EXERCISE OBJECTIVE:
Take the line that contains "capability, and the" as the first line and the final line of the records as the last; return exactly those lines and the lines between.

Data extracted from a collection:
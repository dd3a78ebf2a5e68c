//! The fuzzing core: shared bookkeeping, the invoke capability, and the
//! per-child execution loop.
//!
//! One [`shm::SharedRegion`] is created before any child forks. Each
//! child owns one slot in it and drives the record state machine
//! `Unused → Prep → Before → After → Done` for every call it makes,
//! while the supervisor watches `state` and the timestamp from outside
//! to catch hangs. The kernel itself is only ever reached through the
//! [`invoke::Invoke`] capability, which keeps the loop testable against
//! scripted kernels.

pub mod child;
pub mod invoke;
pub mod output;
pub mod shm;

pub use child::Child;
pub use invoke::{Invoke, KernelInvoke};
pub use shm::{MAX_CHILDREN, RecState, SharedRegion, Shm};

TASK RESULT:
//! The fuzzing core: shared bookkeeping, the invoke capability, and the
//! per-child execution loop.
//!
//! One [`shm::SharedRegion`] is created before any child forks. Each
//! child owns one slot in it and drives the record state machine
//! `Unused → Prep → Before → After → Done` for every call it makes,
//! while the supervisor watches `state` and the timestamp from outside
//! to catch hangs. The kernel itself is only ever reached through the
//! [`invoke::Invoke`] capability, which keeps the loop testable against
//! scripted kernels.

pub mod child;
pub mod invoke;
pub mod output;
pub mod shm;

pub use child::Child;
pub use invoke::{Invoke, KernelInvoke};
pub use shm::{MAX_CHILDREN, RecState, SharedRegion, Shm};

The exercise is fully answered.